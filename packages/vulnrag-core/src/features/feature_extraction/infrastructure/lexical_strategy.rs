//! Lexical (regex) feature extraction
//!
//! Works on any text, including fragments no parser accepts. Comments,
//! string/char literals and preprocessor lines are blanked before scanning.
//!
//! | metric                | estimate                         |
//! |-----------------------|----------------------------------|
//! | node_count            | max(lines, 1)                    |
//! | edge_count            | nodes + 2·control                |
//! | cyclomatic_complexity | 1 + control                      |
//! | essential_complexity  | control + (2·control) / 10       |
//! | nesting_depth         | maximum `{` depth                |
//! | block_count           | number of `{`                    |
//! | method_count          | function-definition headers      |

use once_cell::sync::Lazy;
use regex::Regex;
use std::collections::HashSet;

use crate::features::feature_extraction::domain::{
    ExtractedFeatures, NameObservations, StrategyKind, StructuralFeatures,
};
use crate::features::feature_extraction::error::FeatureExtractionError;
use crate::features::feature_extraction::ports::FeatureExtractionStrategy;

/// C keywords; never calls or identifiers
pub const C_KEYWORDS: &[&str] = &[
    "auto", "break", "case", "char", "const", "continue", "default", "do", "double", "else", "enum",
    "extern", "float", "for", "goto", "if", "inline", "int", "long", "register", "restrict",
    "return", "short", "signed", "sizeof", "static", "struct", "switch", "typedef", "union",
    "unsigned", "void", "volatile", "while", "_Alignas", "_Alignof", "_Bool", "_Complex",
    "_Generic", "_Noreturn", "_Static_assert", "_Thread_local",
];

static NON_CODE: Lazy<Regex> = Lazy::new(|| {
    Regex::new(
        r#"(?ms)/\*.*?\*/|//[^\n]*|"(?:\\.|[^"\\\n])*"|'(?:\\.|[^'\\\n])*'|^[ \t]*#[^\n]*"#,
    )
    .expect("valid non-code regex")
});

static CONTROL: Lazy<Regex> =
    Lazy::new(|| Regex::new(r"\b(?:if|for|while|switch|case)\b").expect("valid control regex"));

/// `->name` / `.name` member access, plain names, and a trailing `(` for calls
static TOKEN: Lazy<Regex> = Lazy::new(|| {
    Regex::new(r"(?:(?P<member>->|\.)\s*)?\b(?P<name>[A-Za-z_]\w*)\b(?P<call>\s*\()?")
        .expect("valid token regex")
});

/// `type-words name(params) {` at the start of a line
static METHOD_HEADER: Lazy<Regex> = Lazy::new(|| {
    Regex::new(
        r"(?m)^[ \t]*(?:[A-Za-z_]\w*[ \t\*]+)+\*?(?P<name>[A-Za-z_]\w*)\s*\([^;{}()]*(?:\([^;{}()]*\)[^;{}()]*)*\)\s*\{",
    )
    .expect("valid method header regex")
});

static KEYWORDS: Lazy<HashSet<&'static str>> = Lazy::new(|| C_KEYWORDS.iter().copied().collect());

/// Regex-based text strategy; never fails
#[derive(Debug, Clone, Copy, Default)]
pub struct LexicalStrategy;

impl LexicalStrategy {
    pub fn new() -> Self {
        Self
    }

    /// Infallible extraction
    pub fn extract_text(&self, code: &str) -> ExtractedFeatures {
        let stripped = strip_non_code(code);

        let control = CONTROL.find_iter(&stripped).count();
        let (nesting, blocks) = brace_profile(&stripped);
        let definitions = method_definitions(&stripped);

        let observations = observe_tokens(&stripped, &definitions);

        let node_count = code.lines().count().max(1);
        let structural = StructuralFeatures {
            node_count,
            edge_count: node_count + 2 * control,
            cyclomatic_complexity: 1 + control,
            nesting_depth: nesting,
            essential_complexity: control + (2 * control) / 10,
            control_structure_count: control,
            block_count: blocks,
            method_count: definitions.len(),
            call_entropy: observations.call_entropy(),
            ..Default::default()
        }
        .with_ratios(observations.call_count());

        ExtractedFeatures::new(structural, observations.summarize(), StrategyKind::Lexical, false)
    }
}

impl FeatureExtractionStrategy for LexicalStrategy {
    fn kind(&self) -> StrategyKind {
        StrategyKind::Lexical
    }

    fn extract(&self, code: &str) -> Result<ExtractedFeatures, FeatureExtractionError> {
        Ok(self.extract_text(code))
    }
}

/// Blank comments, literals and preprocessor lines (offsets are not kept)
fn strip_non_code(code: &str) -> String {
    NON_CODE.replace_all(code, " ").into_owned()
}

/// (maximum brace depth, number of opening braces)
fn brace_profile(code: &str) -> (usize, usize) {
    let mut depth = 0usize;
    let mut max_depth = 0usize;
    let mut opened = 0usize;
    for c in code.chars() {
        match c {
            '{' => {
                depth += 1;
                opened += 1;
                max_depth = max_depth.max(depth);
            }
            '}' => depth = depth.saturating_sub(1),
            _ => {}
        }
    }
    (max_depth, opened)
}

/// Start offsets of function names in top-level definition headers
fn method_definitions(code: &str) -> HashSet<usize> {
    let mut depth = BraceDepth::default();
    METHOD_HEADER
        .captures_iter(code)
        .filter_map(|caps| {
            let name = caps.name("name")?;
            if KEYWORDS.contains(name.as_str()) {
                return None;
            }
            (depth.at(code, name.start()) == 0).then_some(name.start())
        })
        .collect()
}

/// Running brace depth for non-decreasing offsets; each byte is scanned once.
#[derive(Debug, Default)]
struct BraceDepth {
    scanned: usize,
    depth: usize,
}

impl BraceDepth {
    /// Depth at byte `offset`. Offsets before the last one answered return
    /// the depth already reached.
    fn at(&mut self, code: &str, offset: usize) -> usize {
        let end = offset.min(code.len());
        if end > self.scanned {
            for &b in &code.as_bytes()[self.scanned..end] {
                match b {
                    b'{' => self.depth += 1,
                    b'}' => self.depth = self.depth.saturating_sub(1),
                    _ => {}
                }
            }
            self.scanned = end;
        }
        self.depth
    }
}

fn observe_tokens(code: &str, definitions: &HashSet<usize>) -> NameObservations {
    let mut observations = NameObservations::new();
    for caps in TOKEN.captures_iter(code) {
        let Some(name) = caps.name("name") else {
            continue;
        };
        if KEYWORDS.contains(name.as_str()) || definitions.contains(&name.start()) {
            continue;
        }
        let is_member = caps.name("member").is_some();
        let is_call = caps.name("call").is_some();
        match (is_call, is_member) {
            (true, _) => observations.push_call(name.as_str()),
            (false, true) => observations.push_field_identifier(name.as_str()),
            (false, false) => observations.push_identifier(name.as_str()),
        }
    }
    observations
}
# # #
-- Exercise prompt --
All lines above from the one with "essential_complexity: control +" to the one with "(depth.at(code, name.start()) == 0).then_some(name.start())", inclusive, should be copied exactly, and no other lines.

-- The completed task --
            essential_complexity: control + (2 * control) / 10,
            control_structure_count: control,
            block_count: blocks,
            method_count: definitions.len(),
            call_entropy: observations.call_entropy(),
            ..Default::default()
        }
        .with_ratios(observations.call_count());

        ExtractedFeatures::new(structural, observations.summarize(), StrategyKind::Lexical, false)
    }
}

impl FeatureExtractionStrategy for LexicalStrategy {
    fn kind(&self) -> StrategyKind {
        StrategyKind::Lexical
    }

    fn extract(&self, code: &str) -> Result<ExtractedFeatures, FeatureExtractionError> {
        Ok(self.extract_text(code))
    }
}

/// Blank comments, literals and preprocessor lines (offsets are not kept)
fn strip_non_code(code: &str) -> String {
    NON_CODE.replace_all(code, " ").into_owned()
}

/// (maximum brace depth, number of opening braces)
fn brace_profile(code: &str) -> (usize, usize) {
    let mut depth = 0usize;
    let mut max_depth = 0usize;
    let mut opened = 0usize;
    for c in code.chars() {
        match c {
            '{' => {
                depth += 1;
                opened += 1;
                max_depth = max_depth.max(depth);
            }
            '}' => depth = depth.saturating_sub(1),
            _ => {}
        }
    }
    (max_depth, opened)
}

/// Start offsets of function names in top-level definition headers
fn method_definitions(code: &str) -> HashSet<usize> {
    let mut depth = BraceDepth::default();
    METHOD_HEADER
        .captures_iter(code)
        .filter_map(|caps| {
            let name = caps.name("name")?;
            if KEYWORDS.contains(name.as_str()) {
                return None;
            }
            (depth.at(code, name.start()) == 0).then_some(name.start())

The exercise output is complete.